From the very beginning the Boca de Nigua rebellion aimed at abolishing slavery on the Spanish part of the island and setting up a people’s government with the ethnic diversity of the island.

The Boca de Nigua rebellion was put down by means of horrible methods and the punishment imposed on the leaders filled the city with terror. Francisco Sopo, Antonio, Ana María, Tomás Aguirre, Pedro Congo, Papapier, Cristóbal Cesar and Petito Juan were sentenced to be hanged. Their heads were cut off, their bodies were dismembered and the parts nailed in the most public places, on the four corners of the capital city.

Other participants in the rebellion were sentenced to 20, 15 and 10 years imprisonment. Their feet were chained to their necks and they were beaten daily in the pillory.

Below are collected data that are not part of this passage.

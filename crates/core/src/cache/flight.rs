//! Per-key request coalescing.
//!
//! The first caller for a key starts the work; callers arriving while it is
//! still running await the same shared future instead of starting their own.
//! Once it resolves the key is released and the next call starts fresh.

use futures_util::future::{BoxFuture, FutureExt, Shared};
use std::collections::HashMap;
use std::future::Future;
use std::sync::atomic::{AtomicU64, Ordering};
use tokio::sync::Mutex;

/// Coalesces concurrent calls per key.
pub struct InFlight<T: Clone> {
    calls: Mutex<HashMap<String, (u64, Shared<BoxFuture<'static, T>>)>>,
    next_id: AtomicU64,
}

impl<T: Clone> std::fmt::Debug for InFlight<T> {
    fn fmt(&self, f: &mut std::fmt::Formatter<'_>) -> std::fmt::Result {
        f.debug_struct("InFlight").finish_non_exhaustive()
    }
}

impl<T: Clone> Default for InFlight<T> {
    fn default() -> Self {
        Self { calls: Mutex::new(HashMap::new()), next_id: AtomicU64::new(0) }
    }
}

impl<T> InFlight<T>
where
    T: Clone + Send + Sync + 'static,
{
    pub fn new() -> Self {
        Self::default()
    }

    /// Run `start()` for `key`, or join the call already in progress.
    ///
    /// `start` is only invoked by the caller that becomes the leader.
    pub async fn run<F, Fut>(&self, key: &str, start: F) -> T
    where
        F: FnOnce() -> Fut,
        Fut: Future<Output = T> + Send + 'static,
    {
        let (id, call) = {
            let mut calls = self.calls.lock().await;
            match calls.get(key) {
                Some((id, call)) => {
                    tracing::debug!(key, "joining in-flight refresh");
                    (*id, call.clone())
                }
                None => {
                    let id = self.next_id.fetch_add(1, Ordering::Relaxed);
                    let call = start().boxed().shared();
                    calls.insert(key.to_string(), (id, call.clone()));
                    (id, call)
                }
            }
        };

        let output = call.await;

        let mut calls = self.calls.lock().await;
        if calls.get(key).is_some_and(|(current, _)| *current == id) {
            calls.remove(key);
        }

        output
    }

    pub async fn is_running(&self, key: &str) -> bool {
        self.calls.lock().await.contains_key(key)
    }
}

This rebellion had an impact on the entire island, mainly on many estates in the south. In reference to the rebellion of Boca de Nigua, José Ocariz states “…the rebels created an incipient army, with artillery soldiers, infantry units made up of guards and squads… and a unit of cavalry dragons … a plot aimed at results similar to those of Haiti (Deive, La rebelión de los esclavos de Boca de Nigua. Escuela de Estudios Hispano-Americanos. Separata del Tomo XXVII. Anuario de Estudios Americanos. 1970, Sevilla).

The facilities of this sugar mill were restored in 1976 by engineer Ramón Báez López-Penha. An outstanding work was done in the boiler house, half of it was restored and consolidated and the other half was fully rebuilt. This was one of the most attractive restoration in the country.

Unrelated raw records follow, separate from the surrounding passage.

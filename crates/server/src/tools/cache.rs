//! Cache maintenance tools.

use super::json_result;
use hydrosync_core::SmartDataService;
use rmcp::{ErrorData as McpError, model::CallToolResult};
use schemars::JsonSchema;
use serde::{Deserialize, Serialize};

/// Parameters for the refresh_cache tool.
#[derive(Debug, Clone, Default, Serialize, Deserialize, JsonSchema)]
pub struct RefreshParams {
    /// Cache key to refresh: "hydro", "hydro2" or "merged".
    /// Omit to refresh everything.
    #[serde(default)]
    pub key: Option<String>,
}

#[derive(Debug, Clone, Default, Serialize, Deserialize, JsonSchema)]
pub struct ClearParams {}

#[derive(Debug, Clone, Default, Serialize, Deserialize, JsonSchema)]
pub struct CleanupParams {}

#[derive(Debug, Serialize)]
struct RemovedOutput {
    removed: usize,
}

/// Implementation of the refresh_cache tool.
///
/// Unknown keys and upstream failures are reported in the `failed` list
/// rather than as a tool error.
pub async fn refresh_impl(service: &SmartDataService, params: RefreshParams) -> Result<CallToolResult, McpError> {
    let key = params.key.as_deref().map(str::trim).filter(|k| !k.is_empty());
    let report = service.refresh(key).await;
    json_result(&report)
}

pub async fn clear_impl(service: &SmartDataService, _params: ClearParams) -> Result<CallToolResult, McpError> {
    let removed = service.clear_cache().await;
    json_result(&RemovedOutput { removed })
}

pub async fn cleanup_impl(service: &SmartDataService, _params: CleanupParams) -> Result<CallToolResult, McpError> {
    let removed = service.cleanup_expired().await;
    json_result(&RemovedOutput { removed })
}

#[cfg(test)]
mod tests {
    use super::*;
    use crate::app::testing::app;
    use crate::tools::result_json;
    use hydrosync_core::AppConfig;

    #[tokio::test]
    async fn test_refresh_all() {
        let app = app(AppConfig::default()).await;
        let json = result_json(&refresh_impl(&app.service, RefreshParams::default()).await.unwrap());
        assert_eq!(json["success"], serde_json::json!(["hydro", "hydro2", "merged"]));
        assert_eq!(json["failed"].as_array().unwrap().len(), 0);
    }

    #[tokio::test]
    async fn test_refresh_unknown_key() {
        let app = app(AppConfig::default()).await;
        let params = RefreshParams { key: Some("rainfall".into()) };
        let json = result_json(&refresh_impl(&app.service, params).await.unwrap());
        assert_eq!(json["success"].as_array().unwrap().len(), 0);
        assert_eq!(json["failed"][0]["key"], "rainfall");
    }

    #[tokio::test]
    async fn test_blank_key_refreshes_all() {
        let app = app(AppConfig::default()).await;
        let params = RefreshParams { key: Some("  ".into()) };
        let json = result_json(&refresh_impl(&app.service, params).await.unwrap());
        assert_eq!(json["success"].as_array().unwrap().len(), 3);
    }

    #[tokio::test]
    async fn test_clear_and_cleanup() {
        let app = app(AppConfig::default()).await;
        app.service.get_smart_stations_data().await.unwrap();

        let json = result_json(&cleanup_impl(&app.service, CleanupParams {}).await.unwrap());
        assert_eq!(json["removed"], 0);

        let json = result_json(&clear_impl(&app.service, ClearParams {}).await.unwrap());
        assert_eq!(json["removed"], 3);
    }
}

At present the Boca de Nigua sugar mill is a place for the annual late October celebrations of the Festival del Cimarronaje (Maroon Festival), an activity that enhances the monument and has triggered a new attitude towards slavery as the identity of the black slaves who worked in sugar production has been dignified. In the words of Darío Solano: “The Maroon Festival in honor of the 1796 rebellion does not belong only to Santo Domingo. It embraces the Americas and Africa, Europe, the whole territory, the origin of the slave owner, and the entrails of the land of origin: its protagonists were sentenced to serve time in the prisons of Cartagena de Indias, Havana, Veracruz and Panama. Those prison cells heard the symbolic sounds of what was a cry of powerlessness. Today they are overwhelmed with the gods and warriors spirits who had wanted peace and liberation for enslaved America.”

Nigua Municipality has the highest concentration of cults and permanent venerations to religious entities of the Catholic saints who have been turned into the Dominican voodoo pantheon.